In section 2, list the address of the office where the limited partnership’s records are kept. The limited partnership needs to inform the Secretary of State immediately if the address changes. Next, provide the name and street address of the limited partnership’s registered agent for any future service of process in section 3. Do not provide a P.O. Box.
“RI Certificate of Limited Partnership Step 4”
State the name and business address of each general partner in section 4—even if the partner is out-of-state. If you need additional space, attach a separate sheet.
“RI Certificate of Limited Partnership Step 5”
List the mailing address of the limited partnership in section 5. If there are any other provisions, address these matters in section 6. If additional space is needed, attach a separate form. All of general partners then need to sign the bottom of this form. Make sure the signatures correspond with the names in section 4.

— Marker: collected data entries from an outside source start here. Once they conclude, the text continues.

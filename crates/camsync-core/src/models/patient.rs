//! Patient model
//!
//! The sync subsystem validates patients against ID policies but never
//! mutates them; mutation belongs to the UI layer.

use std::collections::BTreeMap;

use serde::{Deserialize, Serialize};
use serde_json::json;

/// A patient as the sync subsystem sees one: identifying attributes plus
/// assigned ID numbers.
#[derive(Debug, Clone, Default, PartialEq, Eq, Serialize, Deserialize)]
pub struct Patient {
    /// Local primary key
    pub pk: i64,
    pub forename: Option<String>,
    pub surname: Option<String>,
    pub sex: Option<String>,
    /// ISO date of birth
    pub dob: Option<String>,
    pub email: Option<String>,
    pub address: Option<String>,
    /// General practitioner details
    pub gp: Option<String>,
    pub other_details: Option<String>,
    /// Assigned ID numbers: ID type -> value
    pub id_numbers: BTreeMap<u16, i64>,
    /// Explicit per-patient "move off this device" request
    pub move_off_device: bool,
}

impl Patient {
    /// Short human description for failure reports
    #[must_use]
    pub fn description(&self) -> String {
        let name = match (self.surname.as_deref(), self.forename.as_deref()) {
            (Some(surname), Some(forename)) => format!("{surname}, {forename}"),
            (Some(surname), None) => surname.to_string(),
            (None, Some(forename)) => forename.to_string(),
            (None, None) => format!("patient #{}", self.pk),
        };
        if self.id_numbers.is_empty() {
            name
        } else {
            let ids = self
                .id_numbers
                .iter()
                .map(|(which, value)| format!("idnum{which}={value}"))
                .collect::<Vec<_>>()
                .join(", ");
            format!("{name} [{ids}]")
        }
    }

    /// JSON description sent to the server for `validate_patients`
    #[must_use]
    pub fn validation_json(&self, finalizing: bool) -> serde_json::Value {
        let idnums: serde_json::Map<String, serde_json::Value> = self
            .id_numbers
            .iter()
            .map(|(which, value)| (format!("idnum{which}"), json!(value)))
            .collect();
        json!({
            "id": self.pk,
            "forename": self.forename,
            "surname": self.surname,
            "sex": self.sex,
            "dob": self.dob,
            "email": self.email,
            "address": self.address,
            "gp": self.gp,
            "otherdetails": self.other_details,
            "idnums": idnums,
            "finalizing": finalizing,
        })
    }
}

#[cfg(test)]
mod tests {
    use pretty_assertions::assert_eq;

    use super::*;

    #[test]
    fn description_prefers_name_then_pk() {
        let anonymous = Patient {
            pk: 7,
            ..Patient::default()
        };
        assert_eq!(anonymous.description(), "patient #7");

        let named = Patient {
            pk: 1,
            forename: Some("John".to_string()),
            surname: Some("Smith".to_string()),
            id_numbers: BTreeMap::from([(1, 555)]),
            ..Patient::default()
        };
        assert_eq!(named.description(), "Smith, John [idnum1=555]");
    }

    #[test]
    fn validation_json_carries_finalizing_flag_and_idnums() {
        let patient = Patient {
            pk: 3,
            surname: Some("Smith".to_string()),
            id_numbers: BTreeMap::from([(1, 555), (4, 9)]),
            ..Patient::default()
        };
        let value = patient.validation_json(true);
        assert_eq!(value["finalizing"], json!(true));
        assert_eq!(value["idnums"]["idnum1"], json!(555));
        assert_eq!(value["idnums"]["idnum4"], json!(9));
    }
}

“RI Certificate of Limited Partnership Step 6”
The filing fee for this form is $100.00. Make the check or money order payable to Rhode Island Secretary of State.
“RI Certificate of Limited Partnership Step 7”

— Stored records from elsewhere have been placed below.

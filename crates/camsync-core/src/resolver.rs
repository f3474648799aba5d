//! Per-patient move resolution
//!
//! Given the requested session mode and each patient's policy compliance,
//! decide what happens to that patient's data. Resolution is pure and runs
//! before any network transfer: a session with any rejected patient never
//! uploads anything.
//!
//! The one rule no mode or flag can override: a patient who meets the upload
//! policy but not the finalize policy is copied, never moved.

use crate::error::{Result, SyncError};
use crate::models::{Patient, SessionMode};
use crate::policy::{IdPolicy, PatientFacts};

/// What the session will do with one patient's data
#[derive(Debug, Clone, Copy, PartialEq, Eq)]
pub enum PatientAction {
    /// Upload a copy; records stay on the device and stay open server-side
    CopyUnfinished,
    /// Upload and close out server-side; delete locally
    MoveFinished,
    /// As `MoveFinished`, plus the patient record itself goes
    MoveAll,
    /// Move task data, keep the patient reduced to identifying fields
    MoveTasksKeepPatientShell,
}

impl PatientAction {
    /// Does this action delete the patient's task data locally afterwards?
    #[must_use]
    pub const fn deletes_tasks(self) -> bool {
        !matches!(self, Self::CopyUnfinished)
    }

    /// Does the server need to preserve (finalize) this patient's records?
    #[must_use]
    pub const fn finalizes(self) -> bool {
        self.deletes_tasks()
    }
}

/// Why a patient cannot be part of this session at all
#[derive(Debug, Clone, Copy, PartialEq, Eq)]
pub enum RejectReason {
    /// Fails the server's upload policy
    UploadPolicy,
    /// Shares an ID number value with another local patient
    IdClash,
}

impl std::fmt::Display for RejectReason {
    fn fmt(&self, formatter: &mut std::fmt::Formatter<'_>) -> std::fmt::Result {
        match self {
            Self::UploadPolicy => write!(formatter, "does not meet the upload ID policy"),
            Self::IdClash => write!(formatter, "ID number clashes with another patient"),
        }
    }
}

/// One rejected patient, for failure reports
#[derive(Debug, Clone, PartialEq, Eq)]
pub struct PatientRejection {
    pub patient_pk: i64,
    pub description: String,
    pub reason: RejectReason,
}

impl std::fmt::Display for PatientRejection {
    fn fmt(&self, formatter: &mut std::fmt::Formatter<'_>) -> std::fmt::Result {
        write!(formatter, "{} ({})", self.description, self.reason)
    }
}

/// The resolved plan for one patient
#[derive(Debug, Clone, PartialEq, Eq)]
pub struct PatientResolution {
    pub patient_pk: i64,
    pub description: String,
    pub action: PatientAction,
    /// True when a requested move was demoted for failing the finalize policy
    pub demoted: bool,
}

/// Resolve every patient, or fail with the full rejection list.
///
/// Rejections are collected across all patients before failing, so the report
/// names every offender rather than the first.
pub fn resolve(
    mode: SessionMode,
    patients: &[Patient],
    upload_policy: &IdPolicy,
    finalize_policy: &IdPolicy,
) -> Result<Vec<PatientResolution>> {
    let clashing = clashing_patient_pks(patients);
    let mut rejections = Vec::new();
    let mut resolutions = Vec::new();

    for patient in patients {
        let facts = PatientFacts::from(patient);

        if !upload_policy.complies(&facts) {
            rejections.push(PatientRejection {
                patient_pk: patient.pk,
                description: patient.description(),
                reason: RejectReason::UploadPolicy,
            });
            continue;
        }
        if clashing.contains(&patient.pk) {
            rejections.push(PatientRejection {
                patient_pk: patient.pk,
                description: patient.description(),
                reason: RejectReason::IdClash,
            });
            continue;
        }

        let finalizable = finalize_policy.complies(&facts);
        let wants_move = match mode {
            SessionMode::Copy => patient.move_off_device,
            SessionMode::Move | SessionMode::KeepPatientsAndMove => true,
        };
        let (action, demoted) = if !wants_move {
            (PatientAction::CopyUnfinished, false)
        } else if !finalizable {
            (PatientAction::CopyUnfinished, true)
        } else {
            match mode {
                SessionMode::Move => (PatientAction::MoveAll, false),
                SessionMode::KeepPatientsAndMove => {
                    (PatientAction::MoveTasksKeepPatientShell, false)
                }
                SessionMode::Copy => (PatientAction::MoveFinished, false),
            }
        };
        if demoted {
            tracing::warn!(
                patient = %patient.description(),
                "patient does not meet the finalize policy; copying instead of moving"
            );
        }
        resolutions.push(PatientResolution {
            patient_pk: patient.pk,
            description: patient.description(),
            action,
            demoted,
        });
    }

    if rejections.is_empty() {
        Ok(resolutions)
    } else {
        Err(SyncError::PatientsRejected(rejections))
    }
}

/// Patients whose (ID type, value) pairs collide with another patient's
fn clashing_patient_pks(patients: &[Patient]) -> Vec<i64> {
    let mut clashing = Vec::new();
    for (index, patient) in patients.iter().enumerate() {
        let collides = patients.iter().enumerate().any(|(other_index, other)| {
            other_index != index
                && patient
                    .id_numbers
                    .iter()
                    .any(|(which, value)| other.id_numbers.get(which) == Some(value))
        });
        if collides {
            clashing.push(patient.pk);
        }
    }
    clashing
}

Attach any other required documents and send the forms to the following address:
State of Rhode Island and Providence Plantations
Office of the Secretary of State
Corporations Division
148 W. River Street
Providence, Rhode Island 02904-2615
“RI Certificate of Limited Partnership Step 8”
If you have any questions about the filing procedure, you can call the Secretary of State’s Office at (401) 222-3040 on Monday through Friday between the hours of 8:30 a.m. and 4:30 p.m.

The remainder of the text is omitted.